España

La Guardia Civil rastrea miles de teléfonos en busca de una coincidencia con el de Diana

Se analizan los que conectaron esa madrugada en los dos repetidores de A Pobra

La Guardia Civil coordina batidas de búsqueda ciudadana de la joven desaparecida en A Pobras
La Guardia Civil coordina batidas de búsqueda ciudadana de la joven desaparecida en A Pobras - EFE

La Guardia Civil sigue trabajando sin descanso para averiguar qué le ocurrió a Diana Quer, desaparecida el pasado 22 de agosto. El informe de la actividad de su teléfono móvil esa madrugada (se apagó poco antes de las cuatro) ha revelado información objetiva, muy importante. La joven volvió de las fiestas desde A Pobra do Caramiñal y llegó caminando a su casa (una de las dos antenas que han proporcionado datos la posiciona en las inmediaciones de ese lugar), entró (lo ha confirmado su madre tras negárselo a los investigadores), se cambió de ropa y volvió a salir.

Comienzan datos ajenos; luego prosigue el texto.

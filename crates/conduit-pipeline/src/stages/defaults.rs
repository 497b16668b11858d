use async_trait::async_trait;

use conduit_schema::ObjectSchema;
use conduit_types::{Capabilities, Operation, Options, Record, Result, ResultPage};

use crate::slots::SchemaSlots;
use crate::stage::{Next, Stage};

/// Fills fields missing from created records with fixed default values.
#[derive(Debug, Clone)]
pub struct Defaults {
    values: Record,
    create_values: Option<ObjectSchema>,
}

impl Defaults {
    pub fn new(values: Record) -> Self {
        Self {
            values,
            create_values: None,
        }
    }

    /// Declare `schema` (typically the chain's create values) as this stage's
    /// create values with every defaulted field made optional, so callers may
    /// omit them.
    pub fn relaxing(mut self, schema: &ObjectSchema) -> Self {
        let names: Vec<&str> = self.values.keys().map(String::as_str).collect();
        self.create_values = Some(schema.with_optional(&names));
        self
    }
}

#[async_trait]
impl Stage for Defaults {
    fn name(&self) -> &str {
        "Defaults"
    }

    fn capabilities(&self) -> Capabilities {
        Capabilities::of(&[Operation::Create])
    }

    fn schemas(&self) -> SchemaSlots {
        match &self.create_values {
            Some(schema) => SchemaSlots::new().with_values(Operation::Create, schema.clone()),
            None => SchemaSlots::new(),
        }
    }

    async fn create(&self, mut values: Vec<Record>, options: Options, next: Next<'_>) -> Result<ResultPage> {
        for record in &mut values {
            for (key, value) in &self.values {
                record.entry(key.clone()).or_insert_with(|| value.clone());
            }
        }
        next.create(values, options).await
    }
}
use std::collections::BTreeMap;
use std::fmt::Write as _;

use serde_json::{json, Map, Value};

use crate::error::{SchemaError, Violation};
use crate::field::{FieldSchema, FieldType};
use crate::validate::{self, ValidatorCache};

/// Schema for a JSON object: a set of named properties plus a policy for
/// properties it does not declare.
///
/// Every transform returns a new schema; the receiver is never modified.
#[derive(Debug, Clone, PartialEq, Default)]
pub struct ObjectSchema {
    title: Option<String>,
    properties: BTreeMap<String, FieldSchema>,
    additional_properties: bool,
    validator: ValidatorCache,
}

impl ObjectSchema {
    /// An empty schema that accepts only `{}`.
    pub fn new() -> Self {
        Self::default()
    }

    pub fn titled(title: impl Into<String>) -> Self {
        Self {
            title: Some(title.into()),
            ..Self::default()
        }
    }

    /// Add (or replace) a property.
    pub fn property(mut self, name: impl Into<String>, field: FieldSchema) -> Self {
        self.properties.insert(name.into(), field);
        self.validator = ValidatorCache::default();
        self
    }

    /// Accept properties that are not declared.
    pub fn allow_additional(mut self) -> Self {
        self.additional_properties = true;
        self.validator = ValidatorCache::default();
        self
    }

    pub fn title(&self) -> Option<&str> {
        self.title.as_deref()
    }

    pub fn get(&self, name: &str) -> Option<&FieldSchema> {
        self.properties.get(name)
    }

    pub fn has_property(&self, name: &str) -> bool {
        self.properties.contains_key(name)
    }

    pub fn properties(&self) -> impl Iterator<Item = (&str, &FieldSchema)> {
        self.properties.iter().map(|(k, v)| (k.as_str(), v))
    }

    pub fn property_names(&self) -> Vec<&str> {
        self.properties.keys().map(String::as_str).collect()
    }

    pub fn accepts_additional(&self) -> bool {
        self.additional_properties
    }

    pub fn len(&self) -> usize {
        self.properties.len()
    }

    /// No declared properties and no additional-properties allowance.
    pub fn is_empty(&self) -> bool {
        self.properties.is_empty() && !self.additional_properties
    }

    // -----------------------------------------------------------------------
    // Validation
    // -----------------------------------------------------------------------

    /// Validate `value` with a `jsonschema` validator compiled from
    /// [`to_json_schema`](Self::to_json_schema), compiled once per schema.
    pub fn validate(&self, value: &Value) -> Result<(), SchemaError> {
        let mut out = Vec::new();
        self.collect(value, "", &mut out);
        SchemaError::from_violations(out)
    }

    pub fn validate_record(&self, record: &Map<String, Value>) -> Result<(), SchemaError> {
        self.validate(&Value::Object(record.clone()))
    }

    /// Validate every record, reporting violations with an index prefix.
    pub fn validate_list(&self, records: &[Map<String, Value>]) -> Result<(), SchemaError> {
        let mut out = Vec::new();
        for (i, record) in records.iter().enumerate() {
            self.collect(&Value::Object(record.clone()), &format!("[{i}]"), &mut out);
        }
        SchemaError::from_violations(out)
    }

    fn collect(&self, value: &Value, prefix: &str, out: &mut Vec<Violation>) {
        match self.validator.get_or_compile(|| self.to_json_schema()) {
            Ok(validator) => validate::collect(validator, value, prefix, out),
            Err(message) => out.push(Violation::new(prefix, format!("invalid schema: {message}"))),
        }
    }

    // -----------------------------------------------------------------------
    // Transforms
    // -----------------------------------------------------------------------

    /// Union of both property sets. On a name collision `other` wins.
    pub fn merge(&self, other: &ObjectSchema) -> ObjectSchema {
        let mut merged = self.clone();
        for (name, field) in &other.properties {
            if merged.properties.insert(name.clone(), field.clone()).is_some() {
                tracing::trace!(property = %name, "Merged schema property overridden");
            }
        }
        merged.additional_properties |= other.additional_properties;
        if merged.title.is_none() {
            merged.title = other.title.clone();
        }
        merged
    }

    /// Property names declared by both schemas.
    pub fn collisions(&self, other: &ObjectSchema) -> Vec<String> {
        self.properties
            .keys()
            .filter(|name| other.properties.contains_key(*name))
            .cloned()
            .collect()
    }

    pub fn pick(&self, names: &[&str]) -> ObjectSchema {
        ObjectSchema {
            title: self.title.clone(),
            properties: self
                .properties
                .iter()
                .filter(|(name, _)| names.contains(&name.as_str()))
                .map(|(k, v)| (k.clone(), v.clone()))
                .collect(),
            additional_properties: self.additional_properties,
            validator: ValidatorCache::default(),
        }
    }

    pub fn omit(&self, names: &[&str]) -> ObjectSchema {
        ObjectSchema {
            title: self.title.clone(),
            properties: self
                .properties
                .iter()
                .filter(|(name, _)| !names.contains(&name.as_str()))
                .map(|(k, v)| (k.clone(), v.clone()))
                .collect(),
            additional_properties: self.additional_properties,
            validator: ValidatorCache::default(),
        }
    }

    /// Every scalar property additionally accepts a list of its values.
    pub fn to_array_properties(&self) -> ObjectSchema {
        self.map_fields(FieldSchema::or_array)
    }

    /// Make the named properties optional. Unknown names are ignored.
    pub fn with_optional(&self, names: &[&str]) -> ObjectSchema {
        let mut schema = self.clone();
        for (name, field) in schema.properties.iter_mut() {
            if names.contains(&name.as_str()) {
                field.required = false;
            }
        }
        schema
    }

    /// Make every top-level property optional.
    pub fn all_optional(&self) -> ObjectSchema {
        self.map_fields(|field| field.clone().optional())
    }

    /// Make every property optional, recursing into nested objects and arrays.
    pub fn deep_optional(&self) -> ObjectSchema {
        self.map_fields(FieldSchema::deep_optional)
    }

    /// Allow `null` for every top-level property.
    pub fn nullable_properties(&self) -> ObjectSchema {
        self.map_fields(|field| field.clone().nullable())
    }

    fn map_fields(&self, f: impl Fn(&FieldSchema) -> FieldSchema) -> ObjectSchema {
        ObjectSchema {
            title: self.title.clone(),
            properties: self
                .properties
                .iter()
                .map(|(k, v)| (k.clone(), f(v)))
                .collect(),
            additional_properties: self.additional_properties,
            validator: ValidatorCache::default(),
        }
    }

    // -----------------------------------------------------------------------
    // Output
    // -----------------------------------------------------------------------

    pub fn to_json_schema(&self) -> Value {
        let properties: Map<String, Value> = self
            .properties
            .iter()
            .map(|(k, v)| (k.clone(), v.to_json_schema()))
            .collect();
        let required: Vec<&str> = self
            .properties
            .iter()
            .filter(|(_, v)| v.required)
            .map(|(k, _)| k.as_str())
            .collect();
        let mut schema = json!({
            "type": "object",
            "properties": properties,
            "additionalProperties": self.additional_properties,
        });
        if let Some(obj) = schema.as_object_mut() {
            if !required.is_empty() {
                obj.insert("required".into(), json!(required));
            }
            if let Some(title) = &self.title {
                obj.insert("title".into(), json!(title));
            }
        }
        schema
    }

    /// Indented, human-readable listing of the properties.
    pub fn describe(&self) -> String {
        let mut out = String::new();
        self.describe_into(&mut out, 0);
        out
    }

    fn describe_into(&self, out: &mut String, depth: usize) {
        let pad = "  ".repeat(depth);
        if self.properties.is_empty() {
            let _ = writeln!(out, "{pad}(no properties)");
        }
        for (name, field) in &self.properties {
            let marker = if field.required { "" } else { "?" };
            let _ = write!(out, "{pad}{name}{marker}: {}", field.type_name());
            if let Some(description) = &field.description {
                let _ = write!(out, "  # {description}");
            }
            out.push('\n');
            if let FieldType::Object(nested) = &field.field_type {
                nested.describe_into(out, depth + 1);
            }
        }
        if self.additional_properties {
            let _ = writeln!(out, "{pad}...: any");
        }
    }
}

Ya en la calle su móvil se posiciona a la velocidad de un coche -de ahí la deducción de que subió a un vehículo, seguramente tras quedar con alguien aunque tampoco se puede descartar que fuera un encuentro casual- hasta que se «queda a oscuras» poco después. Son datos fundamentales pero insuficientes para reconstruir el itinerario de la desaparecida, según las fuentes consultadas por ABC.

Análisis de las imágenes

Esa información se está completando con el análisis de cámaras de seguridad, sobre todo de establecimientos situados en la primera parte del recorrido, un trabajo muy laborioso que además se ve dificultado por el hecho de que la mayoría de esas cámaras abarcan poco ángulo de visión. En esas imágenes se busca un modelo de coche, parte de una matrícula, una conducción anómala... cualquier pista que pueda ayudar a completar el puzzle.

Ahora los investigadores han ido un paso más allá y han solicitado a la jueza de Ribeira autorización para pedir datos a las compañías teléfonicas de todos los teléfonos que conectaron en los dos repetidores situados en esa zona en la misma franja horaria en la que se evaporó Diana Quer. Fuentes de las pesquisas no han revelado de cuántos usuarios podríamos estar hablando, pero posiblemente miles dado que de forma automática el repetidor conecta con el móvil en intervalos de tiempo muy pequeños. Los agentes tienen la esperanza de que pueda saltar alguna coincidencia o algún dato susceptible de ser cruzado con otros que ya han obtenido y que no han trascendido.

Es una tarea ímproba que exige miles de horas de análisis, pero no es la primera vez que se hace ni mucho menos. El último caso conocido es de hace un mes escaso. La jueza que investiga el incendio del cementerio de neumáticos de Seseña dictó un auto a finales de junio en el que pide a cuatro compañías teléfonicas datos sobre las llamadas realizada y recibidas o mensajes enviados desde la zona la noche en la que se originó el fuego y las dos anteriores. La magistrada cree, como la Guardia Civil, que el incendio fue provocado y de hecho las cámaras de vigilancia de las vías del AVE detectaron un coche circulando cerca de ese lugar poco antes de que se recibiera el primer aviso del suceso.

Hace dos años la Jefatura de Policía de Madrid llevó a cabo uno de los rastreos telefónicos más exhaustivos conocidos para dar caza a Antonio Ortiz, el pederasta de Ciudad Lineal. Los agentes llegaron a peinar el posicionamiento de casi un millón y medio de móviles. El teléfono de Ortiz aparecía operativo en el momento o instantes antes y después en el lugar y hora de todas las agresiones sexuales que se investigaban. La criba fue complejísima, con antenas en zonas muy pobladas de Madrid y con una intensa actividad de telefonía móvil. E incluso hubo un momento en que los agentes creyeron estar ante el agresor cuando un teléfono se repitió en tres de los puntos: era una mujer que nada tenía que ver con el caso. Mera casualidad. Poco después Ortiz, volvió a actuar.